▶ _What is needed_:
Retype every entry below exactly as it stands.

▶ _Data section_:
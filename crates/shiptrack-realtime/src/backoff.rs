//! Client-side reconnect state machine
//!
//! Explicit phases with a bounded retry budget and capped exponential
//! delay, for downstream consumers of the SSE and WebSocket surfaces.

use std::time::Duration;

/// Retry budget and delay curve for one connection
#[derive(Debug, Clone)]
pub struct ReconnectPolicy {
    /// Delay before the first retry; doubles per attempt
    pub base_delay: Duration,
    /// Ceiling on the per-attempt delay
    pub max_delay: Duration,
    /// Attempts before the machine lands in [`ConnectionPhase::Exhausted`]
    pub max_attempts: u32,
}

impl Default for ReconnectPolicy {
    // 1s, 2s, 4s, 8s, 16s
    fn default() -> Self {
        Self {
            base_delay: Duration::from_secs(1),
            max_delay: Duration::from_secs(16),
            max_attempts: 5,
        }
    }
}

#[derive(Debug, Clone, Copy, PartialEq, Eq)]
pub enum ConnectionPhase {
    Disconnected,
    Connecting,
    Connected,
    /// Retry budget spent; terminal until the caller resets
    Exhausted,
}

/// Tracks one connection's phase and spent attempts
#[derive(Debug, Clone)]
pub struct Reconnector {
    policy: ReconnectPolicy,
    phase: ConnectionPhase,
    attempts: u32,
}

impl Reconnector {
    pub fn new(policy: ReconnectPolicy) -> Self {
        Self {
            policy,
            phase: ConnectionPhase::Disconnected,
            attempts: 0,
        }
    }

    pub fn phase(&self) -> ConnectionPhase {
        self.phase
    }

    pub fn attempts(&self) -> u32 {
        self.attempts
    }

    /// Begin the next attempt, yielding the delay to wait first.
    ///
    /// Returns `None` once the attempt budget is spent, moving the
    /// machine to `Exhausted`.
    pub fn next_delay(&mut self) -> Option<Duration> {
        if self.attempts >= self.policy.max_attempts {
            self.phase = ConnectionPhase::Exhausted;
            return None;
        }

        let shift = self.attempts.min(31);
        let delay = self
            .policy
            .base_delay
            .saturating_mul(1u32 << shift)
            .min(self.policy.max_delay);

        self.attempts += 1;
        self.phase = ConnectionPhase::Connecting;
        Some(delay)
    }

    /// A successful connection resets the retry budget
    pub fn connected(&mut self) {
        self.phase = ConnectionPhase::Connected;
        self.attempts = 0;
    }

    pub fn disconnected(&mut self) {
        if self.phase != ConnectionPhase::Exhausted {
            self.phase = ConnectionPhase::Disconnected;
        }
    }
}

▶ _Response to this exercise_:
filename crates/shiptrack-realtime/src/backoff.rs
//! Client-side reconnect state machine
//!
//! Explicit phases with a bounded retry budget and capped exponential
//! delay, for downstream consumers of the SSE and WebSocket surfaces.

use std::time::Duration;

/// Retry budget and delay curve for one connection
#[derive(Debug, Clone)]
pub struct ReconnectPolicy {
    /// Delay before the first retry; doubles per attempt
    pub base_delay: Duration,
    /// Ceiling on the per-attempt delay
    pub max_delay: Duration,
    /// Attempts before the machine lands in [`ConnectionPhase::Exhausted`]
    pub max_attempts: u32,
}

impl Default for ReconnectPolicy {
    // 1s, 2s, 4s, 8s, 16s
    fn default() -> Self {
        Self {
            base_delay: Duration::from_secs(1),
            max_delay: Duration::from_secs(16),
            max_attempts: 5,
        }
    }
}

#[derive(Debug, Clone, Copy, PartialEq, Eq)]
pub enum ConnectionPhase {
    Disconnected,
    Connecting,
    Connected,
    /// Retry budget spent; terminal until the caller resets
    Exhausted,
}

/// Tracks one connection's phase and spent attempts
#[derive(Debug, Clone)]
pub struct Reconnector {
    policy: ReconnectPolicy,
    phase: ConnectionPhase,
    attempts: u32,
}

impl Reconnector {
    pub fn new(policy: ReconnectPolicy) -> Self {
        Self {
            policy,
            phase: ConnectionPhase::Disconnected,
            attempts: 0,
        }
    }

    pub fn phase(&self) -> ConnectionPhase {
        self.phase
    }

    pub fn attempts(&self) -> u32 {
        self.attempts
    }

    /// Begin the next attempt, yielding the delay to wait first.
    ///
    /// Returns `None` once the attempt budget is spent, moving the
    /// machine to `Exhausted`.
    pub fn next_delay(&mut self) -> Option<Duration> {
        if self.attempts >= self.policy.max_attempts {
            self.phase = ConnectionPhase::Exhausted;
            return None;
        }

        let shift = self.attempts.min(31);
        let delay = self
            .policy
            .base_delay
            .saturating_mul(1u32 << shift)
            .min(self.policy.max_delay);

        self.attempts += 1;
        self.phase = ConnectionPhase::Connecting;
        Some(delay)
    }

    /// A successful connection resets the retry budget
    pub fn connected(&mut self) {
        self.phase = ConnectionPhase::Connected;
        self.attempts = 0;
    }

    pub fn disconnected(&mut self) {
        if self.phase != ConnectionPhase::Exhausted {
            self.phase = ConnectionPhase::Disconnected;
        }
    }
}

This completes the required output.